Similarly, whatever Darpa is contributing to the Web, now, it had
nothing to do with the origins of the service.


JT> I agree that there's more - email, the web, mice, windows, etc. that

Well, sigh.  This becomes ironic.

In fact it *was* ARPA research that invented the mouse and, one could
argue, windows. The most significant contribution to that area of
computing was Doug Englelbart's SRI-ARC team, of course.

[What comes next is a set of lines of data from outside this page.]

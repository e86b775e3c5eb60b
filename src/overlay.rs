//! The control surface the host application talks to.
//!
//! An [`Overlay`] is one mounted instance: its own language state, engine and
//! change watcher, sharing the process-wide translation cache by default.
//! [`PageControl`] is the process-wide control object through which code
//! outside the reactive tree (imperative navigation handlers, scripts) drives
//! whichever overlay mounted first.

use crate::cache::TranslationCache;
use crate::config::OverlaySettings;
use crate::document::{ContentEvents, Document, TextSource};
use crate::engine::{PassReport, TranslationEngine};
use crate::i18n::{Language, LanguageError};
use crate::navigation::Navigation;
use crate::rate_limit::{MinInterval, RateLimiter};
use crate::state::LanguageState;
use crate::translation::Translator;
use crate::watcher::{ChangeWatcher, WatcherHandle};
use std::sync::atomic::{AtomicU64, Ordering};
use std::sync::{Arc, Mutex, OnceLock, PoisonError, RwLock, Weak};
use thiserror::Error;
use tokio::runtime::Handle;
use tokio::task::JoinHandle;
use tracing::{debug, info};

#[derive(Debug, Error)]
pub enum OverlayError {
    #[error("an overlay must be mounted from within a tokio runtime")]
    NoRuntime,
}

/// A pass scheduled by a language change.
pub type ScheduledPass = JoinHandle<PassReport>;

static NEXT_OVERLAY_ID: AtomicU64 = AtomicU64::new(1);

struct OverlayInner {
    id: u64,
    state: Arc<LanguageState>,
    engine: TranslationEngine,
    settings: OverlaySettings,
    runtime: Handle,
}

impl OverlayInner {
    fn change_language(&self, language: Language) -> Option<ScheduledPass> {
        if !self.state.set(language) {
            debug!("Language already {}, nothing to do", language);
            return None;
        }

        PageControl::global().sync_language(language);
        info!("Language changed to {} ({})", language.name(), language);

        let engine = self.engine.clone();
        let delay = self.settings.language_settle;
        Some(self.runtime.spawn(async move {
            if !delay.is_zero() {
                tokio::time::sleep(delay).await;
            }
            engine.run_pass(language).await
        }))
    }

    fn spawn_translate_page(&self) -> ScheduledPass {
        let engine = self.engine.clone();
        let language = self.state.current();
        self.runtime
            .spawn(async move { engine.run_pass(language).await })
    }
}

/// One mounted translation overlay. Unmounts when dropped.
pub struct Overlay {
    inner: Arc<OverlayInner>,
    watcher: Mutex<Option<WatcherHandle>>,
}

impl Overlay {
    pub fn builder(source: Arc<dyn TextSource>, translator: Arc<dyn Translator>) -> OverlayBuilder {
        OverlayBuilder {
            source,
            translator,
            events: None,
            navigation: None,
            cache: None,
            limiter: None,
            settings: OverlaySettings::default(),
            initial: Language::base(),
        }
    }

    /// Builder for an in-memory document, which is both the text source and
    /// the content-change producer.
    pub fn for_document(document: Arc<Document>, translator: Arc<dyn Translator>) -> OverlayBuilder {
        let events: Arc<dyn ContentEvents> = document.clone();
        Self::builder(document, translator).events(events)
    }

    pub fn language(&self) -> Language {
        self.inner.state.current()
    }

    pub fn state(&self) -> &Arc<LanguageState> {
        &self.inner.state
    }

    pub fn engine(&self) -> &TranslationEngine {
        &self.inner.engine
    }

    /// Whether this overlay is the one bound to [`PageControl::global`].
    pub fn owns_page_control(&self) -> bool {
        PageControl::global().owner() == Some(self.inner.id)
    }

    /// Switch to `code` and schedule a pass after the language settle delay.
    ///
    /// Returns `Ok(None)` when `code` is already the active language.
    pub fn change_language(&self, code: &str) -> Result<Option<ScheduledPass>, LanguageError> {
        let language = Language::from_code(code)?;
        Ok(self.inner.change_language(language))
    }

    /// Run a pass for the current language now, bypassing the watcher.
    pub async fn translate_page(&self) -> PassReport {
        self.inner.engine.run_pass(self.inner.state.current()).await
    }

    /// Passes started by the change watcher, if one is armed.
    pub fn watcher_passes(&self) -> Option<usize> {
        self.watcher
            .lock()
            .unwrap_or_else(PoisonError::into_inner)
            .as_ref()
            .map(WatcherHandle::triggered_passes)
    }

    pub fn unmount(self) {}
}

impl Drop for Overlay {
    fn drop(&mut self) {
        self.watcher
            .lock()
            .unwrap_or_else(PoisonError::into_inner)
            .take();
        if PageControl::global().release(self.inner.id) {
            debug!("Overlay {} released the page control", self.inner.id);
        }
    }
}

pub struct OverlayBuilder {
    source: Arc<dyn TextSource>,
    translator: Arc<dyn Translator>,
    events: Option<Arc<dyn ContentEvents>>,
    navigation: Option<Arc<dyn Navigation>>,
    cache: Option<Arc<TranslationCache>>,
    limiter: Option<Arc<dyn RateLimiter>>,
    settings: OverlaySettings,
    initial: Language,
}

impl OverlayBuilder {
    pub fn events(mut self, events: Arc<dyn ContentEvents>) -> Self {
        self.events = Some(events);
        self
    }

    pub fn navigation(mut self, navigation: Arc<dyn Navigation>) -> Self {
        self.navigation = Some(navigation);
        self
    }

    /// Use a private cache instead of the process-wide one.
    pub fn cache(mut self, cache: Arc<TranslationCache>) -> Self {
        self.cache = Some(cache);
        self
    }

    pub fn rate_limiter(mut self, limiter: Arc<dyn RateLimiter>) -> Self {
        self.limiter = Some(limiter);
        self
    }

    pub fn settings(mut self, settings: OverlaySettings) -> Self {
        self.settings = settings;
        self
    }

    pub fn initial_language(mut self, language: Language) -> Self {
        self.initial = language;
        self
    }

    /// Mount the overlay: arm the watcher (when both content events and
    /// navigation are provided) and bind the page control if it is free.
    ///
    /// Mounting in a language other than the base schedules a first pass.
    pub fn mount(self) -> Result<Overlay, OverlayError> {
        let runtime = Handle::try_current().map_err(|_| OverlayError::NoRuntime)?;

        let engine = TranslationEngine::new(
            self.source,
            self.translator,
            self.cache.unwrap_or_else(TranslationCache::global),
            self.limiter
                .unwrap_or_else(|| Arc::new(MinInterval::default()) as Arc<dyn RateLimiter>),
        );
        let state = Arc::new(LanguageState::new(self.initial));

        let watcher = match (self.events, self.navigation) {
            (Some(events), Some(navigation)) => Some(ChangeWatcher::arm(
                engine.clone(),
                Arc::clone(&state),
                events.as_ref(),
                navigation,
                self.settings,
                runtime.clone(),
            )),
            _ => None,
        };

        let inner = Arc::new(OverlayInner {
            id: NEXT_OVERLAY_ID.fetch_add(1, Ordering::Relaxed),
            state,
            engine,
            settings: self.settings,
            runtime,
        });

        if PageControl::global().bind_if_free(&inner) {
            debug!("Overlay {} bound the page control", inner.id);
        }

        if !self.initial.is_base() {
            let engine = inner.engine.clone();
            let language = self.initial;
            let delay = self.settings.language_settle;
            inner.runtime.spawn(async move {
                tokio::time::sleep(delay).await;
                engine.run_pass(language).await
            });
        }

        Ok(Overlay {
            inner,
            watcher: Mutex::new(watcher),
        })
    }
}

struct Binding {
    owner: u64,
    overlay: Weak<OverlayInner>,
}

/// Process-wide control object.
///
/// The first overlay to mount binds it; code that is not handed an
/// [`Overlay`] reaches the page through `PageControl::global()`.
pub struct PageControl {
    current_language: RwLock<Language>,
    binding: RwLock<Option<Binding>>,
}

static PAGE_CONTROL: OnceLock<PageControl> = OnceLock::new();

impl PageControl {
    pub fn global() -> &'static PageControl {
        PAGE_CONTROL.get_or_init(|| PageControl {
            current_language: RwLock::new(Language::base()),
            binding: RwLock::new(None),
        })
    }

    /// The language most recently selected through any overlay.
    pub fn current_language(&self) -> Language {
        *self
            .current_language
            .read()
            .unwrap_or_else(PoisonError::into_inner)
    }

    pub fn is_bound(&self) -> bool {
        self.bound_overlay().is_some()
    }

    /// Change the language of the bound overlay.
    ///
    /// Returns `false` if nothing is bound or `code` is not a usable language.
    pub fn change_language(&self, code: &str) -> bool {
        let Some(overlay) = self.bound_overlay() else {
            debug!("Page control has no overlay; ignoring language change");
            return false;
        };
        match Language::from_code(code) {
            Ok(language) => {
                overlay.change_language(language);
                true
            }
            Err(e) => {
                debug!("Page control ignored language change: {}", e);
                false
            }
        }
    }

    /// Translate the bound overlay's page in its current language.
    pub fn translate_current_page(&self) -> bool {
        match self.bound_overlay() {
            Some(overlay) => {
                overlay.spawn_translate_page();
                true
            }
            None => false,
        }
    }

    /// Drop the current binding, whoever owns it. The next mount binds again.
    pub fn unbind(&self) {
        self.binding
            .write()
            .unwrap_or_else(PoisonError::into_inner)
            .take();
    }

    fn owner(&self) -> Option<u64> {
        self.binding
            .read()
            .unwrap_or_else(PoisonError::into_inner)
            .as_ref()
            .filter(|binding| binding.overlay.strong_count() > 0)
            .map(|binding| binding.owner)
    }

    fn bound_overlay(&self) -> Option<Arc<OverlayInner>> {
        self.binding
            .read()
            .unwrap_or_else(PoisonError::into_inner)
            .as_ref()
            .and_then(|binding| binding.overlay.upgrade())
    }

    fn sync_language(&self, language: Language) {
        *self
            .current_language
            .write()
            .unwrap_or_else(PoisonError::into_inner) = language;
    }

    fn bind_if_free(&self, overlay: &Arc<OverlayInner>) -> bool {
        let mut binding = self.binding.write().unwrap_or_else(PoisonError::into_inner);
        let free = binding
            .as_ref()
            .map_or(true, |existing| existing.overlay.strong_count() == 0);
        if !free {
            return false;
        }
        *binding = Some(Binding {
            owner: overlay.id,
            overlay: Arc::downgrade(overlay),
        });
        drop(binding);
        self.sync_language(overlay.state.current());
        true
    }

    fn release(&self, owner: u64) -> bool {
        let mut binding = self.binding.write().unwrap_or_else(PoisonError::into_inner);
        if binding.as_ref().is_some_and(|b| b.owner == owner) {
            *binding = None;
            true
        } else {
            false
        }
    }
}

ARPA money.
Though one could also argue that ARPA did not carried it forward to make
it generally useful, the way it did with the packet net.


JT> Would there even _be_ a web, URLs, etc. without the DNS? or TCP over
JT> which HTTP runs?

My point was not that all the arpa stuff was not -- is not -- essential.
Rather it was/is that the popular experience of the thing called the
"Internet" required/requires more than that stuff.

The danger in these sorts of discussions about attributing
responsibility is where to draw the line?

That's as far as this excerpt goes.